Why P.E.I.'s COVID-19 death count went up this week

·2 min read
P.E.I. reports hospitalizations and death counts weekly, but the death counts require review. (Tony Davis/CBC - image credit)
P.E.I. reports hospitalizations and death counts weekly, but the death counts require review. (Tony Davis/CBC - image credit)

Following a review, P.E.I.'s Chief Public Health Office revised the number of people on the Island who had died from COVID-19, leaving some wondering what had happened.

The number of deaths rose from 35 to 44 on Tuesday. That actually included five deaths that were removed from those COVID-19 related, and 13 that were added. There was, in addition, one death recorded in the previous week.

Current hospitalizations for COVID-19 on P.E.I.

In an email to CBC News, the Chief Public Health Office explained the change came from a review of death certificates.

"The death certificate contains the underlying and contributing cause(s) of death and is considered the official record of death," the statement said.

"A death is deemed COVID-19 related when COVID-19 is listed as either an underlying or contributing cause of death on a registered  death certificate."

A death can be removed from the list when an initial report, perhaps from a nursing home, says the death was related to COVID-19. But if on review the attending physician does not include COVID-19 on the death certificate, then that death would be removed from the list.
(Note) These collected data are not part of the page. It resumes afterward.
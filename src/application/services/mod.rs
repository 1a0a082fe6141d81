//! Application services - Use case implementations
//!
//! Each rule lives in its own small service; `CharacterService` composes them
//! around the single character being built and is the only one that owns
//! state beyond the pending age deduction.

pub mod age_effects_service;
pub mod backstory_service;
pub mod character_service;
pub mod derived_stats_service;
pub mod dice_service;
pub mod occupation_service;
pub mod roll_service;

pub use age_effects_service::{AgeEffectsService, YOUNG_EDUCATION_PENALTY};
pub use backstory_service::BackstoryService;
pub use character_service::{
    CharacterObserver, CharacterService, CharacterServiceImpl, SubscriptionId, DEFAULT_SAVE_SLOT,
};
pub use derived_stats_service::{DerivedStatsService, MIN_MOVEMENT_RATE};
pub use dice_service::DiceService;
pub use occupation_service::OccupationService;
pub use roll_service::RollService;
On the other hand, an initial assessment may not find COVID-19 to be a cause, perhaps because the person was considered recovered. The attending physician, however, may determine COVID-19 was a factor and include it on the death certificate.

Part of larger data-gathering project

In either case, what is on the death certificate is final, and when death certificates are reviewed, the count of deaths by COVID-19 is amended.

While people have become familiar with COVID-19 death counts, these counts are part of a larger body of information about the causes of death for people in Canada.

"It is important that accurate population-level information regarding the causes of death be available to the public," said the CPHO statement.

Reviews to ensure accuracy are standard practice, it said.

"There would be reason for concern if CPHO did not reconcile what was reported publicly with what is listed on death certificates as the official cause of death."

The CPHO has put in place new protocols to reconcile initial reports and death certificate reviews more quickly, the statement said.